The analysis above also supports the case that the rUK government would do well to consider the continuation of the common research area. Doing otherwise might endanger the benefits of current investments, particularly in certain areas. This investment is supported extensively by the Scottish Government, by highly-trained staff and by the international reputation of Scottish universities in attracting fee-paying overseas students. And we produce high quality work. Scotland has 5 out of its 16 HEIs (33%) in the top 200 of the Times rankings, compared with 31/141 (22%) for rUK.

For these reasons and others, Professor Paul Boyle, the “International Champion” of Research Councils UK, expressed strong support for the continuation of a common research area in the event of a Yes.

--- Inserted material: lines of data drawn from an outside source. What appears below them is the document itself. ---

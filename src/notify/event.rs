//! Domain events pushed to connected users.

use serde::{Deserialize, Serialize};
use uuid::Uuid;

/// Payload shared by every bid-related event.
#[derive(Debug, Clone, PartialEq, Serialize, Deserialize)]
pub struct BidEvent {
    /// Identity the event is routed to. Not part of the wire payload.
    #[serde(skip)]
    pub recipient: String,
    pub tender_id: Uuid,
    pub bid_id: Option<Uuid>,
    pub price: f64,
    pub message: String,
}

/// A business occurrence destined for one user.
///
/// Encodes as a flat JSON object tagged by `type`, e.g.
/// `{"type":"new_bid","tender_id":"…","bid_id":"…","price":100.0,"message":"…"}`.
#[derive(Debug, Clone, PartialEq, Serialize, Deserialize)]
#[serde(tag = "type", rename_all = "snake_case")]
pub enum DomainEvent {
    /// A contractor bid on one of the recipient's tenders.
    NewBid(BidEvent),
    /// The recipient's bid won a tender.
    Award(BidEvent),
}

impl DomainEvent {
    /// Event for the owner of `tender_id` when a bid arrives.
    pub fn new_bid(recipient: impl Into<String>, tender_id: Uuid, bid_id: Uuid, price: f64) -> Self {
        DomainEvent::NewBid(BidEvent {
            recipient: recipient.into(),
            tender_id,
            bid_id: Some(bid_id),
            price,
            message: format!("New bid received on tender {}", tender_id),
        })
    }

    /// Event for the contractor whose bid was awarded.
    pub fn award(
        recipient: impl Into<String>,
        tender_id: Uuid,
        bid_id: Option<Uuid>,
        price: f64,
    ) -> Self {
        DomainEvent::Award(BidEvent {
            recipient: recipient.into(),
            tender_id,
            bid_id,
            price,
            message: format!("Your bid on tender {} has been awarded", tender_id),
        })
    }

    /// Replace the human-readable message.
    pub fn with_message(mut self, message: impl Into<String>) -> Self {
        self.payload_mut().message = message.into();
        self
    }

    /// The identity this event is addressed to.
    pub fn recipient(&self) -> &str {
        &self.payload().recipient
    }

    /// The shared payload.
    pub fn payload(&self) -> &BidEvent {
        match self {
            DomainEvent::NewBid(event) | DomainEvent::Award(event) => event,
        }
    }

    fn payload_mut(&mut self) -> &mut BidEvent {
        match self {
            DomainEvent::NewBid(event) | DomainEvent::Award(event) => event,
        }
    }

    /// Wire name of the variant.
    pub fn kind(&self) -> &'static str {
        match self {
            DomainEvent::NewBid(_) => "new_bid",
            DomainEvent::Award(_) => "award",
        }
    }

    /// Encode the event as a single JSON message.
    pub fn to_message(&self) -> serde_json::Result<Vec<u8>> {
        serde_json::to_vec(self)
    }
}
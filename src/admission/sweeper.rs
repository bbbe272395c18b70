//! Periodic removal of stale admission windows.

use std::sync::Arc;
use std::time::Duration;
use tokio::sync::oneshot;
use tokio::task::JoinHandle;
use tokio::time::{interval, MissedTickBehavior};
use tracing::{debug, info};

use super::controller::AdmissionController;
use crate::error::{BidgateError, Result};

/// Background task that sweeps an [`AdmissionController`] on a fixed interval.
pub struct Sweeper {
    controller: Arc<AdmissionController>,
    interval: Duration,
}

impl Sweeper {
    /// Create a sweeper for `controller`.
    pub fn new(controller: Arc<AdmissionController>, interval: Duration) -> Self {
        Self {
            controller,
            interval,
        }
    }

    /// Start sweeping. The first sweep runs one full interval after start.
    ///
    /// The task runs until [`SweeperHandle::shutdown`] is called.
    pub fn spawn(self) -> SweeperHandle {
        let (stop_tx, mut stop_rx) = oneshot::channel();

        info!(interval = ?self.interval, "Starting admission window sweeper");

        let task = tokio::spawn(async move {
            let mut ticker = interval(self.interval);
            ticker.set_missed_tick_behavior(MissedTickBehavior::Delay);
            // The first tick completes immediately
            ticker.tick().await;

            loop {
                tokio::select! {
                    _ = ticker.tick() => {
                        let removed = self.controller.sweep();
                        debug!(removed, "Admission sweep complete");
                    }
                    _ = &mut stop_rx => {
                        debug!("Admission sweeper received stop signal");
                        break;
                    }
                }
            }
        });

        SweeperHandle {
            stop_tx: Some(stop_tx),
            task,
        }
    }
}

/// Handle to a running [`Sweeper`].
///
/// Dropping the handle without calling [`shutdown`](Self::shutdown) also
/// stops the task, but does not wait for it.
pub struct SweeperHandle {
    stop_tx: Option<oneshot::Sender<()>>,
    task: JoinHandle<()>,
}

impl SweeperHandle {
    /// Stop the sweeper and wait for its task to finish.
    pub async fn shutdown(mut self) -> Result<()> {
        if let Some(stop_tx) = self.stop_tx.take() {
            // The task may already have exited
            let _ = stop_tx.send(());
        }
        (&mut self.task)
            .await
            .map_err(|e| BidgateError::Shutdown(format!("sweeper task failed: {}", e)))?;
        info!("Admission window sweeper stopped");
        Ok(())
    }

    /// Whether the sweeper task has exited.
    pub fn is_finished(&self) -> bool {
        self.task.is_finished()
    }
}

impl Drop for SweeperHandle {
    fn drop(&mut self) {
        if let Some(stop_tx) = self.stop_tx.take() {
            let _ = stop_tx.send(());
        }
    }
}
pub mod error;
pub mod store;

pub use error::AuthRejection;
pub use store::{SessionState, SessionStore};
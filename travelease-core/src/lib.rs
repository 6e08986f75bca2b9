pub mod repository;
pub mod identity;
pub mod payment;

pub use identity::{Credentials, IdentityProvider, MockIdentityProvider, Registration};
pub use payment::{PaymentAdapter, PaymentIntent, PaymentStatus};
pub use repository::SnapshotRepository;

#[derive(Debug, thiserror::Error)]
pub enum CoreError {
    #[error("Validation failed: {0}")]
    ValidationError(String),
    #[error("Internal service error: {0}")]
    InternalError(String),
    #[error("Identity verification failed: {0}")]
    IdentityError(String),
}

pub type CoreResult<T> = Result<T, CoreError>;
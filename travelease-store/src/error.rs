#[derive(Debug, thiserror::Error)]
pub enum StoreError {
    #[error("Failed to read snapshot '{key}': {reason}")]
    Read { key: String, reason: String },

    #[error("Failed to write snapshot '{key}': {reason}")]
    Write { key: String, reason: String },

    #[error("Failed to encode snapshot '{key}': {source}")]
    Encode {
        key: String,
        #[source]
        source: serde_json::Error,
    },

    #[error("Malformed snapshot '{key}': {source}")]
    Decode {
        key: String,
        #[source]
        source: serde_json::Error,
    },

    #[error("Snapshot writer for '{0}' has stopped")]
    WriterClosed(String),

    #[error("Storage misconfigured: {0}")]
    Config(String),

    #[error(transparent)]
    Redis(#[from] redis::RedisError),
}
use async_trait::async_trait;
use std::collections::HashMap;
use tokio::sync::RwLock;
use travelease_core::SnapshotRepository;

/// Process-local snapshot storage. Nothing survives the process, but state
/// survives dropping and recreating the stores that share it.
#[derive(Default)]
pub struct MemorySnapshotRepository {
    slots: RwLock<HashMap<String, String>>,
}

impl MemorySnapshotRepository {
    pub fn new() -> Self {
        Self::default()
    }

    /// Pre-seed a slot, e.g. with data left behind by an earlier run
    pub fn with_entry(key: &str, payload: &str) -> Self {
        let mut slots = HashMap::new();
        slots.insert(key.to_string(), payload.to_string());
        Self {
            slots: RwLock::new(slots),
        }
    }

    pub async fn get(&self, key: &str) -> Option<String> {
        self.slots.read().await.get(key).cloned()
    }
}

#[async_trait]
impl SnapshotRepository for MemorySnapshotRepository {
    async fn load(
        &self,
        key: &str,
    ) -> Result<Option<String>, Box<dyn std::error::Error + Send + Sync>> {
        Ok(self.get(key).await)
    }

    async fn save(
        &self,
        key: &str,
        payload: &str,
    ) -> Result<(), Box<dyn std::error::Error + Send + Sync>> {
        self.slots
            .write()
            .await
            .insert(key.to_string(), payload.to_string());
        Ok(())
    }

    async fn remove(
        &self,
        key: &str,
    ) -> Result<(), Box<dyn std::error::Error + Send + Sync>> {
        self.slots.write().await.remove(key);
        Ok(())
    }
}
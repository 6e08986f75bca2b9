pub mod form;
pub mod gateway;
pub mod models;
pub mod service;

pub use form::{format_card_number, format_expiry_date};
pub use gateway::SimulatedPaymentGateway;
pub use models::{BookingConfirmation, OrderSummary, PaymentDetails};
pub use service::{CheckoutError, CheckoutService};
use serde::Serialize;
use std::sync::atomic::{AtomicU64, Ordering};
use std::sync::Arc;
use tokio::sync::watch;
use tokio::task::JoinHandle;
use tracing::{debug, error, warn};
use travelease_core::SnapshotRepository;

use crate::StoreError;

#[derive(Debug, Clone)]
enum SnapshotOp {
    Save(String),
    Remove,
}

#[derive(Debug, Clone, Default)]
struct Pending {
    version: u64,
    op: Option<SnapshotOp>,
}

/// Outcome of the most recent write attempt
#[derive(Debug, Clone, Default, PartialEq, Eq)]
pub struct WriteStatus {
    /// Version of the snapshot that was written; 0 before the first write
    pub version: u64,
    pub error: Option<String>,
}

/// Background writer owning all persistence I/O for one snapshot key.
///
/// Submitting never blocks. One write is in flight at a time; snapshots
/// submitted meanwhile collapse into the newest one, so the slot always ends
/// up holding the latest state and writes never land out of order.
pub struct SnapshotWriter {
    key: String,
    pending: watch::Sender<Pending>,
    status: watch::Receiver<WriteStatus>,
    submitted: AtomicU64,
    task: JoinHandle<()>,
}

impl SnapshotWriter {
    /// Start the writer task. Must be called from within a tokio runtime.
    pub fn spawn(repo: Arc<dyn SnapshotRepository>, key: impl Into<String>) -> Self {
        let key = key.into();
        let (pending, pending_rx) = watch::channel(Pending::default());
        let (status_tx, status) = watch::channel(WriteStatus::default());
        let task = tokio::spawn(run(repo, key.clone(), pending_rx, status_tx));

        Self {
            key,
            pending,
            status,
            submitted: AtomicU64::new(0),
            task,
        }
    }

    pub fn key(&self) -> &str {
        &self.key
    }

    /// Queue a full snapshot for writing. Returns its version.
    pub fn save<T: Serialize + ?Sized>(&self, snapshot: &T) -> Result<u64, StoreError> {
        let payload = serde_json::to_string(snapshot).map_err(|source| StoreError::Encode {
            key: self.key.clone(),
            source,
        })?;
        Ok(self.submit(SnapshotOp::Save(payload)))
    }

    /// Queue removal of the slot. Returns its version.
    pub fn remove(&self) -> u64 {
        self.submit(SnapshotOp::Remove)
    }

    fn submit(&self, op: SnapshotOp) -> u64 {
        let version = self.submitted.fetch_add(1, Ordering::SeqCst) + 1;
        self.pending.send_replace(Pending {
            version,
            op: Some(op),
        });
        version
    }

    pub fn last_status(&self) -> WriteStatus {
        self.status.borrow().clone()
    }

    /// Wait until everything submitted so far has been written, and report
    /// how that write went.
    pub async fn flush(&self) -> Result<(), StoreError> {
        let target = self.submitted.load(Ordering::SeqCst);
        if target == 0 {
            return Ok(());
        }

        let mut status = self.status.clone();
        let reached: WriteStatus = status
            .wait_for(|s| s.version >= target)
            .await
            .map_err(|_| StoreError::WriterClosed(self.key.clone()))?
            .clone();

        match reached.error {
            None => Ok(()),
            Some(reason) => Err(StoreError::Write {
                key: self.key.clone(),
                reason,
            }),
        }
    }

    /// Flush, then stop the task.
    pub async fn shutdown(self) -> Result<(), StoreError> {
        let flushed = self.flush().await;

        let Self { key, pending, task, .. } = self;
        drop(pending);
        if let Err(e) = task.await {
            error!("Snapshot writer for {} ended abnormally: {}", key, e);
        }

        flushed
    }
}

async fn run(
    repo: Arc<dyn SnapshotRepository>,
    key: String,
    mut pending: watch::Receiver<Pending>,
    status: watch::Sender<WriteStatus>,
) {
    while pending.changed().await.is_ok() {
        let (version, op) = {
            let latest = pending.borrow_and_update();
            (latest.version, latest.op.clone())
        };
        let Some(op) = op else { continue };

        let result = match &op {
            SnapshotOp::Save(payload) => repo.save(&key, payload).await,
            SnapshotOp::Remove => repo.remove(&key).await,
        };

        let error = match result {
            Ok(()) => {
                debug!("Persisted {} (version {})", key, version);
                None
            }
            Err(e) => {
                warn!("Failed to persist {} (version {}): {}", key, version, e);
                Some(e.to_string())
            }
        };

        status.send_replace(WriteStatus { version, error });
    }

    debug!("Snapshot writer for {} stopped", key);
}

Charity funders also make use of Scotland’s research capacity (and indeed raise revenue here). Why should they decide not to engage with the Scottish scientific community and benefit from the support described above, simply because the people have decided that reserved matters such as defence and welfare policy should be decided by Holyrood? As a spokesperson for Cancer Research UK said recently:

"As we fund research in a number of Scottish Universities and there is an enormous amount of public support for our work, Scotland is an integral part of our charitable activities. It is in everyone's interest to see this research continue, regardless of the referendum outcome”

There are reasons to be concerned about the consequences of a No vote for Scottish academia. One is the impact of the UK government’s immigration policy, which is likely to get worse given the rise of UKIP. Immigration restrictions have already led to a marked decline in overseas student numbers, particularly from India. This was discussed in some detail by Professor Peter Downes of Universities Scotland and others at the parliamentary hearing mentioned above:

“There is no doubt that the presentation of a rather unwelcoming prospect has already damaged our reputation”.

Finally with UKIP having won more votes than any other party across the UK at the European elections, and the Conservatives committed to an in-out referendum, there is a real prospect that we could end up outside the EU if there is a No vote. This would drastically affect the free movement of research talent and undermine the position of a large group of researchers from elsewhere in Europe.